Perhaps I’m being hypocritical about some of my friends’ inability to contact me…
Very shortly after that, I sensed that we had run out of things to say to each other. So I bade them my farewell and left. I was very glad to visit them though, another Closure.
Today we had a visit from one of J’s brothers, Alex. We went for a pub lunch with Alice and then the three of us went for a walk. Before that we had a Skype call with Lucy (that’s a video phone call over the internet for any Luddites out there). Some idiot thought it would be a good idea to bring the guinea-pigs in to see Lucy. They scampered around the living room which was quite amusing until Horatio did a surprisingly large wee for such a small creature (and started to lick it up) while Hamlet scurried under the sofa and then into the mechanism of the fold-out footrest. As Alex said, if you had tried to design an object for consuming guinea-pigs, you couldn’t have done better. Eventually we managed to extricate him. Alex again: “This would never have happened if Juliet had been here”. He’s right.
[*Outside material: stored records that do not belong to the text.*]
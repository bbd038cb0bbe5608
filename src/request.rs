//! Inputs to a single render.

use crate::palette::PaletteKind;
use serde::{Deserialize, Serialize};
use std::fmt;
use std::str::FromStr;
use thiserror::Error;

#[derive(Debug, Clone, PartialEq, Eq, Error)]
pub enum ArtError {
    #[error("invalid parameter `{name}`: {reason}")]
    InvalidParameter { name: &'static str, reason: String },
}

impl ArtError {
    fn invalid(name: &'static str, reason: impl Into<String>) -> Self {
        ArtError::InvalidParameter {
            name,
            reason: reason.into(),
        }
    }
}

/// Which drawing algorithm runs.
#[derive(Debug, Clone, Copy, PartialEq, Eq, Hash, Serialize, Deserialize)]
pub enum StyleKind {
    /// Concentric rings with dots around each ring
    Psychedelic,
    /// Translucent squares and circles scattered at random
    Abstract,
    /// One shape per grid cell
    Geometric,
    /// Neon grid on black with glowing squares
    Cyberpunk,
}

impl StyleKind {
    pub const ALL: [StyleKind; 4] = [
        StyleKind::Psychedelic,
        StyleKind::Abstract,
        StyleKind::Geometric,
        StyleKind::Cyberpunk,
    ];

    pub fn name(self) -> &'static str {
        match self {
            StyleKind::Psychedelic => "Psychedelic",
            StyleKind::Abstract => "Abstract",
            StyleKind::Geometric => "Geometric",
            StyleKind::Cyberpunk => "Cyberpunk",
        }
    }
}

impl fmt::Display for StyleKind {
    fn fmt(&self, f: &mut fmt::Formatter<'_>) -> fmt::Result {
        f.write_str(self.name())
    }
}

impl FromStr for StyleKind {
    type Err = ArtError;

    fn from_str(s: &str) -> Result<Self, Self::Err> {
        let s = s.trim();
        if s.is_empty() {
            return Err(ArtError::invalid("style", "must not be empty"));
        }
        Self::ALL
            .into_iter()
            .find(|style| style.name().eq_ignore_ascii_case(s))
            .ok_or_else(|| {
                ArtError::invalid(
                    "style",
                    format!(
                        "unknown style {s:?}, expected one of Psychedelic, Abstract, Geometric, Cyberpunk"
                    ),
                )
            })
    }
}

/// Complexity level in `1..=10`.
#[derive(Debug, Clone, Copy, PartialEq, Eq, PartialOrd, Ord, Hash, Serialize)]
#[serde(transparent)]
pub struct Complexity(u8);

impl Complexity {
    pub const MIN: u8 = 1;
    pub const MAX: u8 = 10;

    pub fn new(value: i64) -> Result<Self, ArtError> {
        if (Self::MIN as i64..=Self::MAX as i64).contains(&value) {
            Ok(Self(value as u8))
        } else {
            Err(ArtError::invalid(
                "complexity",
                format!("{value} is outside {}..={}", Self::MIN, Self::MAX),
            ))
        }
    }

    /// Clamp any value into range instead of rejecting it.
    pub fn clamped(value: i64) -> Self {
        Self(value.clamp(Self::MIN as i64, Self::MAX as i64) as u8)
    }

    pub fn get(self) -> u32 {
        self.0 as u32
    }
}

impl Default for Complexity {
    fn default() -> Self {
        Self(5)
    }
}

impl fmt::Display for Complexity {
    fn fmt(&self, f: &mut fmt::Formatter<'_>) -> fmt::Result {
        write!(f, "{}", self.0)
    }
}

impl<'de> Deserialize<'de> for Complexity {
    fn deserialize<D: serde::Deserializer<'de>>(deserializer: D) -> Result<Self, D::Error> {
        let value = i64::deserialize(deserializer)?;
        Complexity::new(value).map_err(serde::de::Error::custom)
    }
}

/// Everything one render needs.
#[derive(Debug, Clone, Copy, PartialEq, Eq, Serialize, Deserialize)]
pub struct GenerationRequest {
    pub style: StyleKind,
    pub palette: PaletteKind,
    pub complexity: Complexity,
}

impl GenerationRequest {
    pub fn new(style: StyleKind, palette: PaletteKind, complexity: Complexity) -> Self {
        Self {
            style,
            palette,
            complexity,
        }
    }

    /// Build a request from loosely typed input.
    ///
    /// `style` and `complexity` are validated; an unknown palette name
    /// resolves to the default palette.
    pub fn parse(style: &str, palette: &str, complexity: i64) -> Result<Self, ArtError> {
        Ok(Self {
            style: style.parse()?,
            palette: PaletteKind::lookup(palette),
            complexity: Complexity::new(complexity)?,
        })
    }
}

#[cfg(test)]
mod tests {
    use super::*;

    #[test]
    fn style_parses_case_insensitively() {
        assert_eq!("psychedelic".parse::<StyleKind>(), Ok(StyleKind::Psychedelic));
        assert_eq!(" Cyberpunk ".parse::<StyleKind>(), Ok(StyleKind::Cyberpunk));
    }

    #[test]
    fn unknown_or_empty_style_is_rejected() {
        assert!(matches!(
            "Baroque".parse::<StyleKind>(),
            Err(ArtError::InvalidParameter { name: "style", .. })
        ));
        assert!("".parse::<StyleKind>().is_err());
    }

    #[test]
    fn complexity_bounds() {
        assert!(Complexity::new(0).is_err());
        assert!(Complexity::new(11).is_err());
        assert_eq!(Complexity::new(1).unwrap().get(), 1);
        assert_eq!(Complexity::new(10).unwrap().get(), 10);
        assert_eq!(Complexity::clamped(-3).get(), 1);
        assert_eq!(Complexity::clamped(42).get(), 10);
    }

    #[test]
    fn complexity_deserializes_with_validation() {
        let ok: Complexity = serde_json::from_str("7").unwrap();
        assert_eq!(ok.get(), 7);
        assert!(serde_json::from_str::<Complexity>("12").is_err());
    }

    #[test]
    fn parse_substitutes_default_palette() {
        let request = GenerationRequest::parse("Abstract", "Ultraviolet", 3).unwrap();
        assert_eq!(request.palette, PaletteKind::Rainbow);
        assert_eq!(request.style, StyleKind::Abstract);
    }
}
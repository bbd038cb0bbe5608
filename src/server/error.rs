//! Error taxonomy surfaced over HTTP.
//!
//! Every failure renders as `{"success": false, "error": "..."}` with the
//! status code of its category.

use crate::contract::ContractError;
use crate::generators::RenderError;
use crate::mint::MintError;
use crate::request::ArtError;
use axum::extract::rejection::JsonRejection;
use axum::http::StatusCode;
use axum::response::{IntoResponse, Response};
use axum::Json;
use serde_json::json;
use thiserror::Error;
use tracing::{error, warn};

#[derive(Debug, Error)]
pub enum ApiError {
    /// Malformed or missing request fields.
    #[error("{0}")]
    Validation(String),

    #[error("{0}")]
    Unauthorized(String),

    #[error("{0}")]
    NotFound(String),

    /// Required external configuration is absent.
    #[error("{0}")]
    Configuration(String),

    /// A downstream service (the chain) failed.
    #[error("{0}")]
    ExternalService(String),

    #[error("{0}")]
    Internal(String),
}

impl ApiError {
    pub fn status(&self) -> StatusCode {
        match self {
            ApiError::Validation(_) => StatusCode::BAD_REQUEST,
            ApiError::Unauthorized(_) => StatusCode::UNAUTHORIZED,
            ApiError::NotFound(_) => StatusCode::NOT_FOUND,
            ApiError::Configuration(_)
            | ApiError::ExternalService(_)
            | ApiError::Internal(_) => StatusCode::INTERNAL_SERVER_ERROR,
        }
    }
}

impl IntoResponse for ApiError {
    fn into_response(self) -> Response {
        let status = self.status();
        if status.is_server_error() {
            error!(error = %self, "request failed");
        } else {
            warn!(error = %self, %status, "request rejected");
        }
        let body = Json(json!({ "success": false, "error": self.to_string() }));
        (status, body).into_response()
    }
}

impl From<ArtError> for ApiError {
    fn from(err: ArtError) -> Self {
        ApiError::Validation(err.to_string())
    }
}

impl From<ContractError> for ApiError {
    fn from(err: ContractError) -> Self {
        ApiError::Validation(err.to_string())
    }
}

impl From<RenderError> for ApiError {
    fn from(err: RenderError) -> Self {
        ApiError::Internal(err.to_string())
    }
}

impl From<MintError> for ApiError {
    fn from(err: MintError) -> Self {
        match err {
            MintError::InvalidInput(_) => ApiError::Validation(err.to_string()),
            MintError::ConfigurationMissing(_) => ApiError::Configuration(err.to_string()),
            _ => ApiError::ExternalService(err.to_string()),
        }
    }
}

impl From<JsonRejection> for ApiError {
    fn from(rejection: JsonRejection) -> Self {
        ApiError::Validation(rejection.body_text())
    }
}

#[cfg(test)]
mod tests {
    use super::*;

    #[test]
    fn categories_map_to_status_codes() {
        assert_eq!(
            ApiError::from(MintError::InvalidInput("x".into())).status(),
            StatusCode::BAD_REQUEST
        );
        assert_eq!(
            ApiError::from(MintError::ConfigurationMissing("x".into())).status(),
            StatusCode::INTERNAL_SERVER_ERROR
        );
        assert_eq!(
            ApiError::from(MintError::Reverted("0xabc".into())).status(),
            StatusCode::INTERNAL_SERVER_ERROR
        );
        assert_eq!(
            ApiError::from(ContractError::UnknownKind("x".into())).status(),
            StatusCode::BAD_REQUEST
        );
    }
}
#[cfg(test)]
mod tests {
    use super::*;

    const RED: Color = Color::rgb(255, 0, 0);
    const BLUE: Color = Color::rgb(0, 0, 255);

    #[test]
    fn new_canvas_is_blank_and_square() {
        let canvas = Canvas::new();
        assert_eq!(canvas.width(), CANVAS_SIZE);
        assert_eq!(canvas.height(), CANVAS_SIZE);
        assert!(canvas.is_blank());
    }

    #[test]
    fn fill_rect_paints_inside_only() {
        let mut canvas = Canvas::with_size(20, 20);
        canvas.execute(&DrawOp::FillRect {
            x: 5.0,
            y: 5.0,
            w: 10.0,
            h: 10.0,
            color: RED,
        });
        assert_eq!(canvas.pixel(10, 10), [255, 0, 0, 255]);
        assert_eq!(canvas.pixel(2, 2), [0, 0, 0, 0]);
        assert_eq!(canvas.pixel(15, 15), [0, 0, 0, 0]);
    }

    #[test]
    fn global_alpha_blends_over_existing_pixels() {
        let mut canvas = Canvas::with_size(4, 4);
        canvas.execute(&DrawOp::FillRect {
            x: 0.0,
            y: 0.0,
            w: 4.0,
            h: 4.0,
            color: BLUE,
        });
        canvas.execute(&DrawOp::SetAlpha(0.5));
        canvas.execute(&DrawOp::FillRect {
            x: 0.0,
            y: 0.0,
            w: 4.0,
            h: 4.0,
            color: RED,
        });
        let [r, g, b, a] = canvas.pixel(1, 1);
        assert_eq!(a, 255);
        assert_eq!(g, 0);
        assert!((126..=129).contains(&r), "r = {r}");
        assert!((126..=129).contains(&b), "b = {b}");
    }

    #[test]
    fn stroke_circle_leaves_center_empty() {
        let mut canvas = Canvas::with_size(40, 40);
        canvas.execute(&DrawOp::SetLineWidth(3.0));
        canvas.execute(&DrawOp::StrokeCircle {
            cx: 20.0,
            cy: 20.0,
            r: 10.0,
            color: RED,
        });
        assert_eq!(canvas.pixel(20, 20)[3], 0);
        assert_eq!(canvas.pixel(30, 20), [255, 0, 0, 255]);
    }

    #[test]
    fn triangle_covers_its_centroid_but_not_top_corners() {
        let mut canvas = Canvas::with_size(20, 20);
        canvas.execute(&DrawOp::FillTriangle {
            points: [(10.0, 0.0), (20.0, 20.0), (0.0, 20.0)],
            color: RED,
        });
        assert_eq!(canvas.pixel(10, 13)[3], 255);
        assert_eq!(canvas.pixel(0, 0)[3], 0);
        assert_eq!(canvas.pixel(19, 0)[3], 0);
    }

    #[test]
    fn glow_paints_outside_the_shape() {
        let mut canvas = Canvas::with_size(40, 40);
        canvas.execute(&DrawOp::SetGlow(Some(Glow {
            blur: 8.0,
            color: BLUE,
        })));
        canvas.execute(&DrawOp::FillRect {
            x: 15.0,
            y: 15.0,
            w: 10.0,
            h: 10.0,
            color: RED,
        });
        assert_eq!(canvas.pixel(20, 20), [255, 0, 0, 255]);
        let halo = canvas.pixel(13, 20);
        assert!(halo[3] > 0 && halo[2] > 0, "halo = {halo:?}");
        assert_eq!(canvas.pixel(2, 2)[3], 0);
    }

    #[test]
    fn clear_resets_pixels_and_state() {
        let mut canvas = Canvas::with_size(8, 8);
        canvas.execute(&DrawOp::SetAlpha(0.2));
        canvas.execute(&DrawOp::SetGlow(Some(Glow {
            blur: 2.0,
            color: RED,
        })));
        canvas.execute(&DrawOp::FillCircle {
            cx: 4.0,
            cy: 4.0,
            r: 3.0,
            color: RED,
        });
        canvas.clear();
        assert!(canvas.is_blank());
        assert_eq!(canvas.alpha(), 1.0);
        assert_eq!(canvas.glow(), None);
    }

    #[test]
    fn shapes_outside_the_canvas_are_clipped() {
        let mut canvas = Canvas::with_size(10, 10);
        canvas.execute(&DrawOp::FillCircle {
            cx: -50.0,
            cy: 500.0,
            r: 20.0,
            color: RED,
        });
        assert!(canvas.is_blank());
    }

    #[test]
    fn png_export_has_signature_and_is_stable() {
        let mut canvas = Canvas::with_size(16, 16);
        canvas.execute(&DrawOp::FillCircle {
            cx: 8.0,
            cy: 8.0,
            r: 5.0,
            color: BLUE,
        });
        let first = canvas.to_png().unwrap();
        let second = canvas.to_png().unwrap();
        assert_eq!(&first[..8], b"\x89PNG\r\n\x1a\n");
        assert_eq!(first, second);
    }
}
Tomorrow I open the last of J’s letters directly addressed to me: “Open three months after I have gone” – I decided a while back to do this on the calendar date rather than today. I have a feeling I know what the general tone will be: “get on with your life”. Maybe I’ll report it here, although I might not. Anyway, there will be a couple more events to report on, namely the handover at the hospice and the plaque unveiling.
The last photo today is of J at the summit of Brent Knoll in Somerset, sometime in late 1984 or early 1985. This photo was framed and on display in our various houses for many many years until quite recently. I think it even appears in the background of some other photos. I’d seen the distinctive hill from the M5 motorway and said to J “we must climb that” and bless her, she did with me.